++++ Excerpted records
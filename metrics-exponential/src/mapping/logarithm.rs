use std::f64::consts::{LN_2, LOG2_E};

use super::{
    normal_base2, significand, Mapping, MAX_NORMAL_EXPONENT, MAX_SCALE, MIN_NORMAL_EXPONENT,
};
use crate::error::MappingError;

/// Smallest scale supported by [`LogarithmMapping`].
pub const LOGARITHM_MIN_SCALE: i32 = 1;

/// Maps values to buckets with the natural logarithm.
///
/// The index of a value is `floor(log_base(value))`, computed as `ln(value) * scale_factor` where
/// `scale_factor = 2^scale / ln(2)`.  The logarithm is not exact, so values sitting exactly on a
/// bucket boundary may land in the bucket below.  Exact powers of two are special-cased since
/// their index can be computed without any rounding.
#[derive(Clone, Copy, Debug, PartialEq)]
pub struct LogarithmMapping {
    scale: i32,
    scale_factor: f64,
    inverse_factor: f64,
}

impl LogarithmMapping {
    /// Creates a new [`LogarithmMapping`] for the given scale.
    ///
    /// # Errors
    ///
    /// If `scale` is smaller than one, or larger than [`MAX_SCALE`], an error is returned.
    pub fn new(scale: i32) -> Result<LogarithmMapping, MappingError> {
        if !(LOGARITHM_MIN_SCALE..=MAX_SCALE).contains(&scale) {
            return Err(MappingError::ScaleOutOfRange {
                scale,
                min: LOGARITHM_MIN_SCALE,
                max: MAX_SCALE,
            });
        }

        let buckets_per_power = 2f64.powi(scale);
        Ok(LogarithmMapping {
            scale,
            scale_factor: LOG2_E * buckets_per_power,
            inverse_factor: LN_2 / buckets_per_power,
        })
    }

    fn min_normal_lower_boundary_index(&self) -> i32 {
        MIN_NORMAL_EXPONENT << self.scale
    }

    fn max_normal_lower_boundary_index(&self) -> i32 {
        ((MAX_NORMAL_EXPONENT + 1) << self.scale) - 1
    }
}

impl Mapping for LogarithmMapping {
    fn map_to_index(&self, value: f64) -> i32 {
        if value <= f64::MIN_POSITIVE {
            return self.min_normal_lower_boundary_index();
        }

        if significand(value) == 0 {
            return normal_base2(value) << self.scale;
        }

        let index = (value.ln() * self.scale_factor).floor() as i32;

        // Rounding can push values near f64::MAX one bucket past the last boundary.
        index.min(self.max_normal_lower_boundary_index())
    }

    fn lower_boundary(&self, index: i32) -> Result<f64, MappingError> {
        let max = self.max_normal_lower_boundary_index();
        if index >= max {
            if index == max {
                // exp(index * inverse_factor) overflows to infinity here, so compute the boundary
                // of the bucket one power of two lower and double it.
                return Ok(2.0 * ((index - (1 << self.scale)) as f64 * self.inverse_factor).exp());
            }
            return Err(MappingError::Overflow);
        }

        let min = self.min_normal_lower_boundary_index();
        if index <= min {
            if index == min {
                return Ok(f64::MIN_POSITIVE);
            } else if index >= min - (1 << self.scale) {
                // Subnormal boundaries lose precision through exp(), so compute the boundary one
                // power of two higher and halve it.
                return Ok(((index + (1 << self.scale)) as f64 * self.inverse_factor).exp() / 2.0);
            }
            return Err(MappingError::Underflow);
        }

        Ok((index as f64 * self.inverse_factor).exp())
    }

    fn scale(&self) -> i32 {
        self.scale
    }
}

#[cfg(test)]
mod tests {
    use approx::assert_relative_eq;

    use super::*;

    #[test]
    fn test_invalid_scales() {
        assert!(LogarithmMapping::new(0).is_err());
        assert!(LogarithmMapping::new(MAX_SCALE + 1).is_err());
        assert!(LogarithmMapping::new(LOGARITHM_MIN_SCALE).is_ok());
        assert!(LogarithmMapping::new(MAX_SCALE).is_ok());
    }

    #[test]
    fn test_scale_one() {
        let m = LogarithmMapping::new(1).unwrap();
        assert_eq!(m.scale(), 1);

        let cases = &[
            (1.0, 0),
            (1.4, 0),
            (1.5, 1),
            (2.0, 2),
            (3.0, 3),
            (4.0, 4),
            (0.5, -2),
            (0.7, -2),
            (0.75, -1),
        ];

        for (value, expected) in cases {
            assert_eq!(m.map_to_index(*value), *expected, "value {}", value);
        }
    }

    #[test]
    fn test_powers_of_two_are_exact() {
        for scale in LOGARITHM_MIN_SCALE..=MAX_SCALE {
            let m = LogarithmMapping::new(scale).unwrap();
            for exponent in [-1022, -100, -1, 0, 1, 100, 1023] {
                let value = 2f64.powi(exponent);
                assert_eq!(m.map_to_index(value), exponent << scale);
            }
        }
    }

    #[test]
    fn test_extreme_values() {
        for scale in LOGARITHM_MIN_SCALE..=MAX_SCALE {
            let m = LogarithmMapping::new(scale).unwrap();
            let max = m.max_normal_lower_boundary_index();
            let min = m.min_normal_lower_boundary_index();

            assert_eq!(m.map_to_index(f64::MAX), max);
            assert_eq!(m.map_to_index(f64::MIN_POSITIVE), min);
            assert_eq!(m.map_to_index(f64::from_bits(1)), min);

            let top = m.lower_boundary(max).unwrap();
            assert!(top.is_finite());
            assert!(top < f64::MAX);
            assert_eq!(m.lower_boundary(max + 1), Err(MappingError::Overflow));

            assert_eq!(m.lower_boundary(min), Ok(f64::MIN_POSITIVE));
            let below = m.lower_boundary(min - 1).unwrap();
            assert!(below > 0.0 && below < f64::MIN_POSITIVE);
            assert!(m.lower_boundary(min - (1 << scale)).unwrap() > 0.0);
            assert_eq!(m.lower_boundary(min - (1 << scale) - 1), Err(MappingError::Underflow));
        }
    }

    #[test]
    fn test_lower_boundary_values() {
        let m = LogarithmMapping::new(1).unwrap();
        assert_relative_eq!(m.lower_boundary(0).unwrap(), 1.0);
        assert_relative_eq!(m.lower_boundary(1).unwrap(), std::f64::consts::SQRT_2);
        assert_relative_eq!(m.lower_boundary(2).unwrap(), 2.0);
        assert_relative_eq!(m.lower_boundary(-1).unwrap(), std::f64::consts::FRAC_1_SQRT_2);
    }

    #[test]
    fn test_round_trip_tolerance() {
        for scale in LOGARITHM_MIN_SCALE..=MAX_SCALE {
            let m = LogarithmMapping::new(scale).unwrap();
            let min = m.min_normal_lower_boundary_index();
            let max = m.max_normal_lower_boundary_index();

            // Walk the whole index range in roughly 100k steps, plus the edges.
            let step = ((max as i64 - min as i64) / 100_000).max(1) as usize;
            let indices = (min..=max).step_by(step).chain([min, min + 1, max - 1, max]);

            for index in indices {
                let boundary = m.lower_boundary(index).unwrap();
                let mapped = m.map_to_index(boundary);
                assert!(
                    mapped == index || mapped == index - 1,
                    "scale {} index {} boundary {} mapped to {}",
                    scale,
                    index,
                    boundary,
                    mapped
                );
            }
        }
    }

    #[test]
    fn test_monotonic() {
        let m = LogarithmMapping::new(8).unwrap();

        let mut value = 1e-300;
        let mut last = m.map_to_index(value);
        while value < 1e300 {
            value *= 1.001;
            let index = m.map_to_index(value);
            assert!(index >= last, "index went from {} to {} at {}", last, index, value);
            last = index;
        }
    }
}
++++++++
== What to produce ==
Within the entries above, report how many lines include "impl", and keep the answer to the number.

== Answer below ==
2